Hydrops had developed. If we didn't do something -- and fast -- our daughter would be dead. It was just a matter of time.
It was noon on a Tuesday, Oct. 23, 2001.
The Diagnosis and Decision to Operate
On Sept. 5, 2001, at 19 weeks gestational age, my wife Lynn and I, my mother-in-law and my mother came to Overlake Hospital in Bellevue, Wash., for an ultrasound hoping to learn the sex of our first child, but really hoping to find out it was healthy. Happily, we found out we had a little girl on the way.
Unfortunately, we also discovered our baby girl had Congenital Cystic Adenomatoid Malformation (CCAM), of the lung. In lay terms: Instead of a healthy upper left lobe of our baby's lung, Nature had malfunctioned and created a cystic mass instead.

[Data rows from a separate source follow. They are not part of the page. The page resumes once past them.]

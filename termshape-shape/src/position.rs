use termshape_font::FontFile;

use crate::buffer::ShapingBuffer;
use crate::features::FeatureSet;

/// GPOS-equivalent positioning: classic kerning, per spec §4.3 step 6.
///
/// For every adjacent glyph pair within `range`, looks up
/// `font.kerning(left, right)` and adds it (still in font units) to
/// the left glyph's `x_advance`. No-ops if `FeatureSet::KERN` isn't
/// enabled, or if the font has no `kern` table (kerning returns 0).
pub fn apply_kerning(
    buffer: &mut ShapingBuffer,
    font: &FontFile,
    range: std::ops::Range<usize>,
    features: FeatureSet,
) {
    if !features.contains(FeatureSet::KERN) || range.len() < 2 {
        return;
    }

    for i in range.start..range.end - 1 {
        let left = buffer.glyph_infos[i].glyph_id;
        let right = buffer.glyph_infos[i + 1].glyph_id;
        let kern = font.kerning(left, right).unwrap_or(0);
        if kern != 0 {
            buffer.positions[i].x_advance += kern as f32;
        }
    }
}

/// Scales every position in `range` from font units to design units
/// by `size / units_per_em` (spec §4.3 step 6), applied once after
/// kerning so the final `x_advance` matches spec §8 scenario 1:
/// "advance_width('=') + advance_width('=') + kern('=','='), scaled to
/// 12pt" — the sum is computed in font units first, then scaled as a
/// whole.
pub fn scale_to_size(
    buffer: &mut ShapingBuffer,
    range: std::ops::Range<usize>,
    size: f32,
    units_per_em: u16,
) {
    if units_per_em == 0 {
        return;
    }
    let scale = size / units_per_em as f32;
    for pos in &mut buffer.positions[range] {
        pos.x_advance *= scale;
        pos.y_advance *= scale;
        pos.x_offset *= scale;
        pos.y_offset *= scale;
    }
}

#[cfg(test)]
mod tests {
    use super::*;
    use crate::buffer::GlyphPosition;

    #[test]
    fn scale_applies_uniformly_to_all_components() {
        let mut buffer = ShapingBuffer::new();
        buffer.push(1, 0, GlyphPosition { x_advance: 1000.0, y_advance: 0.0, x_offset: 0.0, y_offset: 0.0 });
        scale_to_size(&mut buffer, 0..1, 12.0, 1000);
        assert_eq!(buffer.positions[0].x_advance, 12.0);
    }

    #[test]
    fn zero_units_per_em_is_a_no_op() {
        let mut buffer = ShapingBuffer::new();
        buffer.push(1, 0, GlyphPosition { x_advance: 1000.0, y_advance: 0.0, x_offset: 0.0, y_offset: 0.0 });
        scale_to_size(&mut buffer, 0..1, 12.0, 0);
        assert_eq!(buffer.positions[0].x_advance, 1000.0);
    }
}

The doctor told us, encouragingly, that many CCAMs go away or can be removed post-partum, and only approximately 10 percent become life-threatening in-utero. Even if the mass threatened our baby, she said there was a team of doctors in San Francisco that could remove the cyst while our girl was still in the womb.

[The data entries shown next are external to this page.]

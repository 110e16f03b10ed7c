//! The library's public facade: wires [`FontArena`] → `termshape_shape`
//! → [`CellRenderer`]/[`GlyphAtlas`]/[`SymbolRenderer`]/[`EmojiComposer`]
//! into a single pixel-buffer renderer, per spec §2's flow diagram.
//!
//! Grounded in `beamterm-core::gl::TerminalGrid`, which wires
//! `FontAtlas` + `SelectionTracker` + GL buffers into one type callers
//! drive with `upload`/`draw`; `TextRenderer` plays the same role over
//! a CPU RGBA buffer instead of a GL context (GPU surface ownership is
//! out of scope per spec §1).

use termshape_data::{CellEffects, Error, FontStyle, Result, Rgba8, SizeQ};
use termshape_unicode::{EastAsianMode, UnicodeOracle};

use crate::atlas::GlyphAtlas;
use crate::cell::CellRenderer;
use crate::emoji::{ComponentTile, EmojiComposer};
use crate::fonts::{FontArena, FontId};
use crate::raster::rasterize_outline;
use crate::symbol::SymbolRenderer;

/// Owns every stateful component of the rendering pipeline and exposes
/// the one operation callers actually need: render a line of shaped
/// text into a caller-owned RGBA buffer at the terminal grid's cell
/// granularity.
pub struct TextRenderer {
    fonts: FontArena,
    cells: CellRenderer,
    atlas: GlyphAtlas,
    symbols: SymbolRenderer,
    emoji: EmojiComposer,
    east_asian_mode: EastAsianMode,
}

impl TextRenderer {
    /// Creates a renderer for a `cell_w x cell_h` monospace grid,
    /// backed by an atlas of `atlas_w x atlas_h` pixels (spec §4.4/§4.5).
    pub fn new(cell_w: u32, cell_h: u32, atlas_w: u32, atlas_h: u32, east_asian_mode: EastAsianMode) -> Self {
        Self {
            fonts: FontArena::new(),
            cells: CellRenderer::new(cell_w, cell_h),
            atlas: GlyphAtlas::new(atlas_w, atlas_h),
            symbols: SymbolRenderer::new(),
            emoji: EmojiComposer::new(),
            east_asian_mode,
        }
    }

    /// Loads a font, returning a handle stable for this renderer's
    /// lifetime.
    pub fn load_font(&mut self, bytes: Vec<u8>) -> Result<FontId> {
        self.fonts.load(bytes)
    }

    /// The glyph atlas backing this renderer, for callers that upload
    /// packed rectangles to a GPU texture themselves (spec §6's GPU
    /// surface provider collaborator).
    pub fn atlas(&self) -> &GlyphAtlas {
        &self.atlas
    }

    /// Mutable access to the glyph atlas, for evicting or inspecting
    /// packed rectangles directly.
    pub fn atlas_mut(&mut self) -> &mut GlyphAtlas {
        &mut self.atlas
    }

    /// Current cell dimensions.
    pub fn cell_size(&self) -> (u32, u32) {
        self.cells.cell_size()
    }

    /// Resizes the cell grid, invalidating the cell cache (spec §4.5/
    /// §9: any cell-size change invalidates everything cached).
    pub fn resize_cells(&mut self, cell_w: u32, cell_h: u32) {
        self.cells.resize(cell_w, cell_h);
        self.atlas.clear();
        self.emoji.clear();
    }

    /// Renders one logical line of `text` into `out`, a row-major
    /// RGBA8 buffer of stride `out_stride` bytes, with its first cell
    /// at pixel offset `(origin_x, origin_y)`.
    ///
    /// Each grapheme cluster occupies as many terminal columns as
    /// [`termshape_unicode::width_str`] reports; symbol code points
    /// (spec §4.6) and multi-code-point emoji sequences (spec §4.7)
    /// are dispatched before the ordinary font path.
    ///
    /// # Errors
    /// Returns an error only if `font_id` doesn't name a font loaded
    /// via [`Self::load_font`].
    #[allow(clippy::too_many_arguments)]
    pub fn render_line(
        &mut self,
        text: &str,
        font_id: FontId,
        size: f32,
        style: FontStyle,
        fg: Rgba8,
        bg: Rgba8,
        effects: CellEffects,
        now_ms: u64,
        out: &mut [u8],
        out_stride: u32,
        origin_x: u32,
        origin_y: u32,
    ) -> Result<()> {
        let font = self
            .fonts
            .get(font_id)
            .ok_or_else(|| Error::invalid_font_data(format!("unknown font id {}", font_id.0)))?;

        let (cell_w, cell_h) = self.cells.cell_size();
        let oracle = UnicodeOracle::new(self.east_asian_mode);
        let graphemes = oracle.graphemes(text);

        let mut column = 0u32;
        for g in &graphemes {
            let s = g.as_str(text);
            let width = oracle.width_str(s).max(1) as u32;
            let cell_x = origin_x + column * cell_w;
            let first = s.chars().next().unwrap_or('\0');
            let code_point = first as u32;

            if let Some(coverage) = self.symbols.render(code_point, cell_w, cell_h) {
                blit_coverage(&coverage, fg, bg, out, out_stride, cell_x, origin_y);
            } else if s.chars().count() > 1
                && !matches!(oracle.emoji_property(first), termshape_unicode::EmojiProperty::None)
            {
                let size_q = SizeQ::quantize(size);
                let units_per_em = font.units_per_em().unwrap_or(1000).max(1);
                let composed = self.emoji.compose(s, None, |c| {
                    rasterize_component(font, c, size_q, units_per_em, cell_h)
                });
                blit_rgba_tile(&composed, out, out_stride, cell_x, origin_y, cell_w * width, cell_h);
            } else {
                let glyph_id = font.glyph_index(code_point).unwrap_or(0);
                self.cells.render_cell_span(
                    font,
                    font_id.0,
                    code_point,
                    glyph_id,
                    SizeQ::quantize(size),
                    style,
                    fg,
                    bg,
                    effects,
                    width,
                    now_ms,
                    out,
                    out_stride,
                    cell_x,
                    origin_y,
                );
            }

            column += width;
        }

        Ok(())
    }
}

/// Rasterizes one emoji component's outline into a monochrome
/// [`ComponentTile`], tinted `fg`-colored text rather than a true
/// color-table (`COLR`/`CBDT`/`sbix`) rasterization — those optional
/// color-emoji tables (spec §6) are not decoded by this pass; see
/// DESIGN.md.
fn rasterize_component(
    font: &termshape_font::FontFile,
    ch: char,
    size: SizeQ,
    units_per_em: u16,
    cell_h: u32,
) -> Option<ComponentTile> {
    let glyph_id = font.glyph_index(ch as u32).unwrap_or(0);
    let outline = font.glyph_outline(glyph_id).ok()?;
    if outline.is_empty() {
        return None;
    }

    let scale = size.to_f32() / units_per_em as f32;
    let advance =
        font.horizontal_metric(glyph_id).map(|m| (m.advance_width as f32 * scale).round().max(1.0) as u32).ok()?;
    let metrics = font.metrics().ok();
    let baseline_y =
        metrics.map(|m| (m.ascent as f32 * scale).round() as i32).unwrap_or(cell_h as i32 * 3 / 4).max(0) as u32;

    let coverage = rasterize_outline(&outline, scale, 0.0, baseline_y as f32, advance, cell_h);
    let mut tile = termshape_data::RasterTile::blank(advance, cell_h);
    for (idx, &c) in coverage.iter().enumerate() {
        if c == 0 {
            continue;
        }
        let (x, y) = (idx as u32 % advance, idx as u32 / advance);
        tile.set(x, y, Rgba8::rgba(0, 0, 0, c));
    }
    Some(ComponentTile { tile, baseline_y })
}

/// Composites a single-channel coverage tile as `fg`-over-`bg` into
/// `out`, clipping to `out`'s bounds.
fn blit_coverage(coverage: &termshape_data::RasterTile, fg: Rgba8, bg: Rgba8, out: &mut [u8], out_stride: u32, x: u32, y: u32) {
    for row in 0..coverage.h {
        for col in 0..coverage.w {
            let Some(px) = coverage.get(col, row) else { continue };
            let color = if px.a > 0 { fg } else { bg };
            write_pixel(out, out_stride, x + col, y + row, color);
        }
    }
}

/// Blits a composed RGBA tile (already straight-alpha colored) into
/// `out`, left-aligned and clipped to `w x h` cells.
fn blit_rgba_tile(tile: &termshape_data::RasterTile, out: &mut [u8], out_stride: u32, x: u32, y: u32, w: u32, h: u32) {
    for row in 0..h.min(tile.h) {
        for col in 0..w.min(tile.w) {
            let Some(px) = tile.get(col, row) else { continue };
            write_pixel(out, out_stride, x + col, y + row, px);
        }
    }
}

fn write_pixel(out: &mut [u8], out_stride: u32, x: u32, y: u32, color: Rgba8) {
    let idx = (y * out_stride + x * 4) as usize;
    if idx + 4 > out.len() {
        return;
    }
    out[idx] = color.r;
    out[idx + 1] = color.g;
    out[idx + 2] = color.b;
    out[idx + 3] = color.a;
}

#[cfg(test)]
mod tests {
    use super::*;

    fn font_with_no_tables() -> Vec<u8> {
        let mut out = Vec::new();
        out.extend_from_slice(&0x0001_0000u32.to_be_bytes());
        out.extend_from_slice(&0u16.to_be_bytes());
        out.extend_from_slice(&[0, 0, 0, 0, 0, 0]);
        out
    }

    #[test]
    fn unknown_font_id_is_an_error() {
        let mut renderer = TextRenderer::new(8, 16, 256, 256, EastAsianMode::Standard);
        let mut out = vec![0u8; 8 * 16 * 4];
        let err = renderer
            .render_line("a", FontId(0), 12.0, FontStyle::Normal, Rgba8::WHITE, Rgba8::BLACK, CellEffects::empty(), 0, &mut out, 8 * 4, 0, 0)
            .unwrap_err();
        assert!(matches!(err, Error::InvalidFontData(_)));
    }

    #[test]
    fn renders_powerline_symbol_without_a_glyph() {
        let mut renderer = TextRenderer::new(8, 16, 256, 256, EastAsianMode::Standard);
        let font_id = renderer.load_font(font_with_no_tables()).unwrap();
        let mut out = vec![0u8; 8 * 16 * 4];
        let text = "\u{E0B0}";
        renderer
            .render_line(text, font_id, 12.0, FontStyle::Normal, Rgba8::WHITE, Rgba8::BLACK, CellEffects::empty(), 0, &mut out, 8 * 4, 0, 0)
            .unwrap();
        // top-left pixel of a right-pointing Powerline triangle is always filled
        assert_eq!(&out[0..4], &[255, 255, 255, 255]);
    }

    #[test]
    fn resize_clears_atlas_and_emoji_cache() {
        let mut renderer = TextRenderer::new(8, 16, 256, 256, EastAsianMode::Standard);
        renderer.resize_cells(10, 20);
        assert_eq!(renderer.cell_size(), (10, 20));
        assert_eq!(renderer.atlas().len(), 0);
    }
}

At that point, the focus of our care changed from seeing my wife's OB, to seeing a perinatologist on a weekly basis for ultrasounds to track the cyst's progress. At the same time, we looked on the Internet for information regarding CCAM. Every day, it seemed, Lynn would call me up on the brink of tears saying she saw something else and "it didn't look good." We were most worried if our baby, whom we had named Rae, was feeling any distress.
Per the advice of our perinatologist, I contacted Jody Farrell at UCSF at 21 weeks gestation. Jody sent us information from UCSF's website about CCAM and what we could expect.
We followed the cysts' progress via ultrasound week in and week out at first. The mass grew a little here and there but the potential for regression -- or it simply going away -- was still great. The literature Jody had sent me said that if anything serious was going to happen, it would happen before 28 weeks gestation.
Things began to look so good we changed to bi-weekly ultrasound visits. But things aren't always as they seem.
Finally after eight weeks of worry, at noon on Oct. 23, 2001, at 27 weeks gestational age, just 10 days after our last encouraging ultrasound visit, our perinatologist found hydrops in our baby, including edema of the scalp and ascites of the abdomen. The mass had become so large that it was crushing her heart and lungs and preventing them from doing their jobs. If we didn't do anything, our baby would most certainly die.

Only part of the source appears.